IT’S taken many months riding around the streets of North Perth but the Houses of 6006 project is complete.
Local photographer Brad Serls set out to the capture the houses of his neighbourhood, exploring every street and right of way of North Perth (“Long live 6006,” Perth Voice, June 16, 2014).
Sometimes it’s a story of dilapidation and one of the prominent houses of the exhibition has since disappeared.
In an area like North Perth that’s going through a lot of change, political inference is difficult to avoid. But to people who’ve suggested he’s anti-development or anti-progress Serls says his work is a “celebration” of old places rather than a protest at their demise.

He says once you get off the main streets you find places that look like they’re from other cities altogether, so it’s worth taking a different route than your every day commute.

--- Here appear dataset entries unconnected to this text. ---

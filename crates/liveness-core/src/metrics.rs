//! Per-frame semantic measurements derived from raw landmarks.
//!
//! Extraction is a pure function of `(current frame, previous frame)`. No
//! state lives here; the session owns the previous-frame reference and the
//! metric history.

use crate::landmarks::{
    Blendshapes, LandmarkError, LandmarkFrame, CHEEK_LEFT, CHEEK_RIGHT, CHIN, FOREHEAD, LEFT_EYE,
    MOUTH_CORNER_LEFT, MOUTH_CORNER_RIGHT, MOUTH_LOWER, MOUTH_UPPER, MOVEMENT_ANCHORS, NOSE_TIP,
    RIGHT_EYE,
};

/// Fallback eye-openness when the horizontal eye-corner distance is zero
/// (degenerate landmarks). Treated as "open" so a broken frame can never
/// register as a blink.
pub const EAR_DEGENERATE_FALLBACK: f32 = 1.0;

/// Normalized yaw/pitch offsets map onto ±this many degrees at full scale.
const HEAD_ANGLE_FULL_SCALE_DEG: f32 = 90.0;

/// Blendshape names consulted, when present, in place of geometric eye
/// openness. Blendshape and geometric openness live on different numeric
/// scales; that is fine because every challenge threshold is relative to a
/// baseline computed from the same source.
const BLINK_SHAPE_LEFT: &str = "eyeBlinkLeft";
const BLINK_SHAPE_RIGHT: &str = "eyeBlinkRight";

/// Measurements computed from exactly one landmark frame. Immutable once
/// computed; the session only ever appends these to history.
#[derive(Debug, Clone, Copy, PartialEq, serde::Serialize)]
pub struct Metrics {
    pub left_eye_openness: f32,
    pub right_eye_openness: f32,
    pub mouth_ratio: f32,
    pub head_yaw_deg: f32,
    pub head_pitch_deg: f32,
    pub face_size_ratio: f32,
    pub frame_movement: f32,
    pub depth_variance: f32,
}

impl Metrics {
    pub fn mean_eye_openness(&self) -> f32 {
        (self.left_eye_openness + self.right_eye_openness) / 2.0
    }
}

/// Extract all metrics for one frame.
///
/// `previous` feeds the inter-frame movement metric; `None` (first frame of
/// a session) yields movement 0.0. `blendshapes`, when they carry blink
/// scores, substitute for the geometric eye-openness ratios.
///
/// Fails only on malformed input (wrong point count, non-finite
/// coordinates); callers treat that as a no-face frame.
pub fn extract(
    current: &LandmarkFrame,
    previous: Option<&LandmarkFrame>,
    blendshapes: Option<&Blendshapes>,
) -> Result<Metrics, LandmarkError> {
    current.check()?;

    let (left_eye_openness, right_eye_openness) = match blendshapes.and_then(blink_shapes) {
        Some((left_blink, right_blink)) => (
            (1.0 - left_blink).clamp(0.0, 1.0),
            (1.0 - right_blink).clamp(0.0, 1.0),
        ),
        None => (
            eye_openness(current, &LEFT_EYE),
            eye_openness(current, &RIGHT_EYE),
        ),
    };

    Ok(Metrics {
        left_eye_openness,
        right_eye_openness,
        mouth_ratio: mouth_ratio(current),
        head_yaw_deg: head_yaw_deg(current),
        head_pitch_deg: head_pitch_deg(current),
        face_size_ratio: face_width(current),
        frame_movement: previous.map_or(0.0, |prev| frame_movement(current, prev)),
        depth_variance: depth_variance(current),
    })
}

fn blink_shapes(bs: &Blendshapes) -> Option<(f32, f32)> {
    Some((bs.get(BLINK_SHAPE_LEFT)?, bs.get(BLINK_SHAPE_RIGHT)?))
}

/// Eye aspect ratio: (sum of the two vertical lid distances) divided by
/// (2 × the horizontal corner distance). Roughly 0.25–0.35 for an open eye,
/// near zero when closed.
pub fn eye_openness(frame: &LandmarkFrame, eye: &[usize; 6]) -> f32 {
    let horizontal = frame.point(eye[0]).distance_2d(frame.point(eye[3]));
    if horizontal <= f32::EPSILON {
        return EAR_DEGENERATE_FALLBACK;
    }
    let vertical_a = frame.point(eye[1]).distance_2d(frame.point(eye[5]));
    let vertical_b = frame.point(eye[2]).distance_2d(frame.point(eye[4]));
    (vertical_a + vertical_b) / (2.0 * horizontal)
}

/// Vertical inner-lip opening over mouth-corner width. Near zero with the
/// mouth closed, rising with both smiles and open-mouth expressions.
pub fn mouth_ratio(frame: &LandmarkFrame) -> f32 {
    let width = frame
        .point(MOUTH_CORNER_RIGHT)
        .distance_2d(frame.point(MOUTH_CORNER_LEFT));
    if width <= f32::EPSILON {
        return 0.0;
    }
    let opening = frame.point(MOUTH_UPPER).distance_2d(frame.point(MOUTH_LOWER));
    opening / width
}

/// Signed head yaw in degrees.
///
/// Sign convention: positive yaw means the nose tip is displaced toward the
/// subject's LEFT cheek landmark, i.e. the subject is turning toward their
/// own left. Because the sign is defined against labeled landmarks rather
/// than image sides, mirroring the frame does not flip it as long as the
/// landmark model keeps its labeling.
pub fn head_yaw_deg(frame: &LandmarkFrame) -> f32 {
    let right = frame.point(CHEEK_RIGHT);
    let left = frame.point(CHEEK_LEFT);
    let width = (left.x - right.x).abs();
    if width <= f32::EPSILON {
        return 0.0;
    }
    let mid_x = (left.x + right.x) / 2.0;
    let offset = (frame.point(NOSE_TIP).x - mid_x) / width;
    // left.x > right.x in an unmirrored frame, so a positive offset points
    // at the subject's left cheek
    let toward_left = offset * (left.x - right.x).signum();
    (toward_left.clamp(-1.0, 1.0)) * HEAD_ANGLE_FULL_SCALE_DEG
}

/// Signed head pitch in degrees; positive = nose below the forehead/chin
/// midpoint (head pitched down).
pub fn head_pitch_deg(frame: &LandmarkFrame) -> f32 {
    let forehead = frame.point(FOREHEAD);
    let chin = frame.point(CHIN);
    let height = (chin.y - forehead.y).abs();
    if height <= f32::EPSILON {
        return 0.0;
    }
    let mid_y = (forehead.y + chin.y) / 2.0;
    let offset = (frame.point(NOSE_TIP).y - mid_y) / height;
    (offset.clamp(-1.0, 1.0)) * HEAD_ANGLE_FULL_SCALE_DEG
}

/// Landmark bounding-box width. Coordinates are already frame-normalized,
/// so this is directly the face-to-frame width ratio.
pub fn face_width(frame: &LandmarkFrame) -> f32 {
    let mut min_x = f32::MAX;
    let mut max_x = f32::MIN;
    for p in frame.points() {
        min_x = min_x.min(p.x);
        max_x = max_x.max(p.x);
    }
    (max_x - min_x).max(0.0)
}

/// Landmark bounding-box height.
pub fn face_height(frame: &LandmarkFrame) -> f32 {
    let mut min_y = f32::MAX;
    let mut max_y = f32::MIN;
    for p in frame.points() {
        min_y = min_y.min(p.y);
        max_y = max_y.max(p.y);
    }
    (max_y - min_y).max(0.0)
}

/// Mean 2-D displacement of the stable anchor points versus the previous
/// frame. A static photo produces near-zero values (sensor noise only).
pub fn frame_movement(current: &LandmarkFrame, previous: &LandmarkFrame) -> f32 {
    let total: f32 = MOVEMENT_ANCHORS
        .iter()
        .map(|&i| current.point(i).distance_2d(previous.point(i)))
        .sum();
    total / MOVEMENT_ANCHORS.len() as f32
}

/// Population variance of the z coordinate across all points. A flat image
/// (photo, screen replay) yields a near-zero value.
pub fn depth_variance(frame: &LandmarkFrame) -> f32 {
    let n = frame.points().len() as f32;
    if n == 0.0 {
        return 0.0;
    }
    let mean = frame.points().iter().map(|p| p.z).sum::<f32>() / n;
    frame
        .points()
        .iter()
        .map(|p| {
            let d = p.z - mean;
            d * d
        })
        .sum::<f32>()
        / n
}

A favourite part of the project was the conversations that came out of it. People invited him around for a coffee to talk about the history of their place and meeting new people has been an unexpected plus. Some 70 per cent of the people who’ve RSVPd to his invites were strangers who’d been following the project.
The exhibition opens Monday November 3 at the William Street Bird at 6pm and it’s on the whole month.
As for what’s next, Serls has invited envoys from other nearby councils to the exhibition, hoping they’ll be keen to hire him on to document their residential streets too. This project and its 100 images will all be donated to the state library pictorial archive.